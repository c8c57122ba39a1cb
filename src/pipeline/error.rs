//! Run failures and the out-of-band error channel.

use crate::error::DublineError;
use crate::pipeline::state::{PipelineState, Stage};
use std::sync::Mutex;
use thiserror::Error;

/// A run that stopped at `stage`.
#[derive(Error, Debug)]
#[error("{stage} failed: {source}")]
pub struct PipelineFailure {
    pub stage: Stage,
    pub source: DublineError,
}

impl PipelineFailure {
    pub fn new(stage: Stage, source: DublineError) -> Self {
        Self { stage, source }
    }

    /// Terminal state for this failure.
    pub fn state(&self) -> PipelineState {
        PipelineState::Failed {
            stage: self.stage,
            message: self.source.to_string(),
        }
    }
}

/// Receives errors that must not affect the outcome of a run.
pub trait ErrorReporter: Send + Sync {
    fn report(&self, origin: &str, error: &DublineError);
}

/// Logs reported errors through `tracing`.
#[derive(Debug, Clone, Copy, Default)]
pub struct LogReporter;

impl ErrorReporter for LogReporter {
    fn report(&self, origin: &str, error: &DublineError) {
        match error {
            DublineError::Persistence(e) if e.is_permission_denied() => {
                tracing::error!(origin, error = %e, "permission denied");
            }
            _ => tracing::error!(origin, %error, "background operation failed"),
        }
    }
}

/// Keeps reported errors as `(origin, message)` pairs.
#[derive(Debug, Default)]
pub struct CollectingReporter {
    reports: Mutex<Vec<(String, String)>>,
}

impl CollectingReporter {
    pub fn new() -> Self {
        Self::default()
    }

    pub fn reports(&self) -> Vec<(String, String)> {
        self.reports
            .lock()
            .unwrap_or_else(|e| e.into_inner())
            .clone()
    }
}

impl ErrorReporter for CollectingReporter {
    fn report(&self, origin: &str, error: &DublineError) {
        self.reports
            .lock()
            .unwrap_or_else(|e| e.into_inner())
            .push((origin.to_string(), error.to_string()));
    }
}
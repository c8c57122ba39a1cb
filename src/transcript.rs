//! Plain-text transcript for the document download.

use crate::languages::language_label;
use crate::pipeline::PipelineResult;

/// Render both texts of a run as a titled, word-wrapped document body.
///
/// `width` is measured in characters; words longer than `width` get a line
/// of their own. Blank lines in the input are kept as paragraph breaks.
pub fn format_transcript(result: &PipelineResult, target_language: &str, width: usize) -> String {
    let mut out = String::new();
    push_section(&mut out, "Original transcript", &result.transcription, width);
    out.push('\n');
    push_section(
        &mut out,
        &format!("Translation ({})", language_label(target_language)),
        &result.translated_text,
        width,
    );
    out
}

fn push_section(out: &mut String, title: &str, body: &str, width: usize) {
    out.push_str(title);
    out.push('\n');
    out.push_str(&"=".repeat(title.chars().count()));
    out.push('\n');
    if body.trim().is_empty() {
        out.push_str("(no speech detected)\n");
        return;
    }
    for line in wrap(body, width) {
        out.push_str(&line);
        out.push('\n');
    }
}

/// Greedy word wrap.
pub fn wrap(text: &str, width: usize) -> Vec<String> {
    let width = width.max(1);
    let mut lines = Vec::new();

    for paragraph in text.trim().split('\n') {
        let mut line = String::new();
        let mut line_len = 0;

        for word in paragraph.split_whitespace() {
            let word_len = word.chars().count();
            if line_len > 0 && line_len + 1 + word_len > width {
                lines.push(std::mem::take(&mut line));
                line_len = 0;
            }
            if line_len > 0 {
                line.push(' ');
                line_len += 1;
            }
            line.push_str(word);
            line_len += word_len;
        }
        lines.push(line);
    }
    lines
}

******************************

> [Task goal]:
All of the material must be written out again exactly.

> [Response area]:
repository c8c57122ba39a1cb
filename src/pipeline/error.rs
//! Run failures and the out-of-band error channel.

use crate::error::DublineError;
use crate::pipeline::state::{PipelineState, Stage};
use std::sync::Mutex;
use thiserror::Error;

/// A run that stopped at `stage`.
#[derive(Error, Debug)]
#[error("{stage} failed: {source}")]
pub struct PipelineFailure {
    pub stage: Stage,
    pub source: DublineError,
}

impl PipelineFailure {
    pub fn new(stage: Stage, source: DublineError) -> Self {
        Self { stage, source }
    }

    /// Terminal state for this failure.
    pub fn state(&self) -> PipelineState {
        PipelineState::Failed {
            stage: self.stage,
            message: self.source.to_string(),
        }
    }
}

/// Receives errors that must not affect the outcome of a run.
pub trait ErrorReporter: Send + Sync {
    fn report(&self, origin: &str, error: &DublineError);
}

/// Logs reported errors through `tracing`.
#[derive(Debug, Clone, Copy, Default)]
pub struct LogReporter;

impl ErrorReporter for LogReporter {
    fn report(&self, origin: &str, error: &DublineError) {
        match error {
            DublineError::Persistence(e) if e.is_permission_denied() => {
                tracing::error!(origin, error = %e, "permission denied");
            }
            _ => tracing::error!(origin, %error, "background operation failed"),
        }
    }
}

/// Keeps reported errors as `(origin, message)` pairs.
#[derive(Debug, Default)]
pub struct CollectingReporter {
    reports: Mutex<Vec<(String, String)>>,
}

impl CollectingReporter {
    pub fn new() -> Self {
        Self::default()
    }

    pub fn reports(&self) -> Vec<(String, String)> {
        self.reports
            .lock()
            .unwrap_or_else(|e| e.into_inner())
            .clone()
    }
}

impl ErrorReporter for CollectingReporter {
    fn report(&self, origin: &str, error: &DublineError) {
        self.reports
            .lock()
            .unwrap_or_else(|e| e.into_inner())
            .push((origin.to_string(), error.to_string()));
    }
}
repository c8c57122ba39a1cb
filename src/transcript.rs
//! Plain-text transcript for the document download.

use crate::languages::language_label;
use crate::pipeline::PipelineResult;

/// Render both texts of a run as a titled, word-wrapped document body.
///
/// `width` is measured in characters; words longer than `width` get a line
/// of their own. Blank lines in the input are kept as paragraph breaks.
pub fn format_transcript(result: &PipelineResult, target_language: &str, width: usize) -> String {
    let mut out = String::new();
    push_section(&mut out, "Original transcript", &result.transcription, width);
    out.push('\n');
    push_section(
        &mut out,
        &format!("Translation ({})", language_label(target_language)),
        &result.translated_text,
        width,
    );
    out
}

fn push_section(out: &mut String, title: &str, body: &str, width: usize) {
    out.push_str(title);
    out.push('\n');
    out.push_str(&"=".repeat(title.chars().count()));
    out.push('\n');
    if body.trim().is_empty() {
        out.push_str("(no speech detected)\n");
        return;
    }
    for line in wrap(body, width) {
        out.push_str(&line);
        out.push('\n');
    }
}

/// Greedy word wrap.
pub fn wrap(text: &str, width: usize) -> Vec<String> {
    let width = width.max(1);
    let mut lines = Vec::new();

    for paragraph in text.trim().split('\n') {
        let mut line = String::new();
        let mut line_len = 0;

        for word in paragraph.split_whitespace() {
            let word_len = word.chars().count();
            if line_len > 0 && line_len + 1 + word_len > width {
                lines.push(std::mem::take(&mut line));
                line_len = 0;
            }
            if line_len > 0 {
                line.push(' ');
                line_len += 1;
            }
            line.push_str(word);
            line_len += word_len;
        }
        lines.push(line);
    }
    lines
}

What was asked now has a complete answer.